Sonntag, 2. Juli 2023, 18.15 Uhr: Ein kleiner, fensterloser Raum im Westtrakt des Stadions Letzigrund. Es riecht nach Schmerzgel vom letzten Fussballspiel. Eine Lichterkette drapiert die aufgebaute Interview-Kulisse mit Sternenhimmel und Weltraumsymbolen. Davor sitze ich in einem der beiden Klappstühle, rücke mein Ansteckmikrofon zurecht, bis jemand sagt: «Sie kommen.»
Auftritt Chris Martin
Er ist grösser und breiter, als ich dachte. In den Videoclips wirkte er auf mich immer wie ein schmächtiger Brit-Popper, den ein Windstoss vom Velo werfen könnte. Jetzt biegt sich Chris Martin unter den Filmset-Leuchten durch, verteilt Faustgrüsse und sagt dazu «Hello», «How are you?» und «I like to fistbump».
Der Sänger der aktuell erfolgreichsten Band der westlichen Welt setzt sich in den Stuhl vis-a-vis und verströmt die Ruhe und Autorität eines Zen-Meisters. Das Regenbogen-Shirt passt zum Tuch im Hintergrund und dem Farbkonzept von Coldplays aktuellem Album «Music of the Spheres». Wir heben ab, Hals über Kopf ins Gespräch. Ein viel zu kurzer Abstecher in die Coldplay-Galaxie, auf den wir dich oben im Video mitnehmen.
Was bleibt auf der Strecke?
Obwohl wir uns auf Anhieb verstehen, eine wirkliche Tiefe erreichen wir nicht.
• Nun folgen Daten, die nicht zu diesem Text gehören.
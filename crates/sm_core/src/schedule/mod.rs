//! Season fixture generation.
//!
//! Double round-robin via the classic circle method: fix the first team,
//! rotate the rest, then mirror the first half with home and away swapped.

use chrono::{Duration, NaiveDate};
use rand::seq::SliceRandom;
use rand::Rng;
use serde::{Deserialize, Serialize};
use uuid::Uuid;

use crate::error::{CoreError, Result};

#[derive(Debug, Clone, Serialize, Deserialize, PartialEq)]
pub struct Round {
    pub date: NaiveDate,
    pub matches: Vec<Match>,
}

#[derive(Debug, Clone, Serialize, Deserialize, PartialEq)]
pub struct Match {
    pub id: Uuid,
    pub date: NaiveDate,
    pub home: String,
    pub away: String,

    /// Absent until the round is simulated; never overwritten once set.
    #[serde(skip_serializing_if = "Option::is_none", default)]
    pub result: Option<Score>,
}

#[derive(Debug, Clone, Copy, Serialize, Deserialize, PartialEq, Eq)]
pub struct Score {
    pub home: u8,
    pub away: u8,
}

/// Generate a double round-robin schedule, one round per week.
///
/// The team order is shuffled first, so repeated calls produce different but
/// always structurally valid pairings. Errors on an odd team count; that is a
/// caller bug, not a runtime condition.
pub fn generate_schedule(
    team_names: &[String],
    start: NaiveDate,
    rng: &mut impl Rng,
) -> Result<Vec<Round>> {
    let n = team_names.len();
    if n < 2 || n % 2 != 0 {
        return Err(CoreError::InvalidParameter(format!(
            "schedule requires an even team count of at least 2, got {n}"
        )));
    }

    let mut order: Vec<&String> = team_names.iter().collect();
    order.shuffle(rng);

    // Circle method: order[0] stays fixed, the rest rotate one slot per round.
    let mut rotation: Vec<&String> = order[1..].to_vec();
    let mut first_half: Vec<Vec<(String, String)>> = Vec::with_capacity(n - 1);

    for round_index in 0..n - 1 {
        let mut slots: Vec<&String> = Vec::with_capacity(n);
        slots.push(order[0]);
        slots.extend(rotation.iter().copied());

        let mut pairings = Vec::with_capacity(n / 2);
        for i in 0..n / 2 {
            let a = slots[i];
            let b = slots[n - 1 - i];
            // Alternate sides per round so no team strings long home runs.
            if (round_index + i) % 2 == 0 {
                pairings.push((a.clone(), b.clone()));
            } else {
                pairings.push((b.clone(), a.clone()));
            }
        }
        first_half.push(pairings);
        rotation.rotate_right(1);
    }

    let mut rounds = Vec::with_capacity(2 * (n - 1));
    for (i, pairings) in first_half.iter().enumerate() {
        rounds.push(build_round(start + Duration::weeks(i as i64), pairings, false));
    }
    for (i, pairings) in first_half.iter().enumerate() {
        let date = start + Duration::weeks((n - 1 + i) as i64);
        rounds.push(build_round(date, pairings, true));
    }

    Ok(rounds)
}

fn build_round(date: NaiveDate, pairings: &[(String, String)], mirrored: bool) -> Round {
    let matches = pairings
        .iter()
        .map(|(home, away)| {
            let (home, away) = if mirrored { (away, home) } else { (home, away) };
            Match {
                id: Uuid::new_v4(),
                date,
                home: home.clone(),
                away: away.clone(),
                result: None,
            }
        })
        .collect();
    Round { date, matches }
}

/// First round at or after `date`, if any remains.
pub fn round_on_or_after(rounds: &[Round], date: NaiveDate) -> Option<&Round> {
    rounds.iter().find(|r| r.date >= date)
}

#[cfg(test)]
mod tests {
    use super::*;
    use rand::SeedableRng;
    use rand_chacha::ChaCha8Rng;
    use std::collections::HashSet;

    fn names(n: usize) -> Vec<String> {
        (0..n).map(|i| format!("Team {i}")).collect()
    }

    fn start() -> NaiveDate {
        NaiveDate::from_ymd_opt(2024, 9, 1).unwrap()
    }

    #[test]
    fn odd_team_count_is_a_contract_violation() {
        let mut rng = ChaCha8Rng::seed_from_u64(1);
        assert!(generate_schedule(&names(5), start(), &mut rng).is_err());
        assert!(generate_schedule(&names(0), start(), &mut rng).is_err());
    }

    #[test]
    fn four_teams_produce_six_weekly_rounds() {
        let mut rng = ChaCha8Rng::seed_from_u64(2);
        let rounds = generate_schedule(&names(4), start(), &mut rng).unwrap();
        assert_eq!(rounds.len(), 6);
        for (i, round) in rounds.iter().enumerate() {
            assert_eq!(round.date, start() + Duration::weeks(i as i64));
            assert_eq!(round.matches.len(), 2);
        }
    }

    #[test]
    fn every_team_plays_exactly_once_per_round() {
        let mut rng = ChaCha8Rng::seed_from_u64(3);
        let teams = names(8);
        let rounds = generate_schedule(&teams, start(), &mut rng).unwrap();
        assert_eq!(rounds.len(), 14);
        for round in &rounds {
            let mut seen = HashSet::new();
            for m in &round.matches {
                assert!(seen.insert(m.home.clone()), "{} twice in a round", m.home);
                assert!(seen.insert(m.away.clone()), "{} twice in a round", m.away);
            }
            assert_eq!(seen.len(), teams.len());
        }
    }

    #[test]
    fn no_pair_repeats_within_the_single_round_half() {
        let mut rng = ChaCha8Rng::seed_from_u64(4);
        let teams = names(10);
        let rounds = generate_schedule(&teams, start(), &mut rng).unwrap();
        let mut pairs = HashSet::new();
        for round in &rounds[..teams.len() - 1] {
            for m in &round.matches {
                let mut key = [m.home.clone(), m.away.clone()];
                key.sort();
                assert!(pairs.insert(key), "repeated pairing {} / {}", m.home, m.away);
            }
        }
    }

    #[test]
    fn double_round_balances_home_and_away() {
        let mut rng = ChaCha8Rng::seed_from_u64(5);
        let teams = names(4);
        let rounds = generate_schedule(&teams, start(), &mut rng).unwrap();
        for name in &teams {
            let home =
                rounds.iter().flat_map(|r| &r.matches).filter(|m| &m.home == name).count();
            let away =
                rounds.iter().flat_map(|r| &r.matches).filter(|m| &m.away == name).count();
            assert_eq!(home, 3, "{name} home games");
            assert_eq!(away, 3, "{name} away games");
        }
    }

    #[test]
    fn second_half_mirrors_the_first() {
        let mut rng = ChaCha8Rng::seed_from_u64(6);
        let teams = names(6);
        let rounds = generate_schedule(&teams, start(), &mut rng).unwrap();
        let half = teams.len() - 1;
        for i in 0..half {
            let forward: HashSet<(String, String)> = rounds[i]
                .matches
                .iter()
                .map(|m| (m.home.clone(), m.away.clone()))
                .collect();
            let mirrored: HashSet<(String, String)> = rounds[half + i]
                .matches
                .iter()
                .map(|m| (m.away.clone(), m.home.clone()))
                .collect();
            assert_eq!(forward, mirrored);
        }
    }
}
pub mod player;
pub mod team;

pub use player::{Contract, Player, PlayerId, Position};
pub use team::Team;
Dies liegt bestimmt auch an der beschränkten Zeit. Knapp 15 Minuten stehen uns zur Verfügung. Martin erwähnt die Tanzflächen und die Fahrräder, auf denen ihre Fans während der Konzerte Strom erzeugen. Er spricht von den Solarpanels auf dem Dach des Stadions.
Die Aussagen klingen gut. Enthusiastisch – Werbefilmmaterial. Aber mit jeder Antwort wächst das Gefühl, dass Coldplay ein Grossbetrieb ist, der längst zu gross ist, als dass der Captain über jedes Detail der Klimastrategie Auskunft geben kann.
Was bleibt hängen?
Die Zeit ist um. Eine Hand signalisiert mir, dass das Interview vorbei sei. Chris Martin will weiterreden. Ich habe eine letzte Frage. Na dann: «Auf einer Skala von gelb bis blau – wie grün sind Coldplay?». Antwort: «Nicht grün genug.» Er fügt an, dass es bei ihrem Effort nicht darum gehe, schon am Ziel zu sein. Viel wichtiger sei es, dranzubleiben, weiterzuarbeiten und weiterzusuchen. Da blitzt er noch ein letztes Mal auf, der Zen-Meister hinter den glühenden, blauen Augen.
Chris Martin verabschiedet sich. Kurzes Kompliment für mein selbstgestochenes Tattoo. Ich: «Es ist ein Wal.» Und weg ist er. Verschwindet in die Gänge des Stadions, um eine Stunde später die 50'000 Fans mit dem Eröffnungssong «Higher Power» zu elektrifizieren.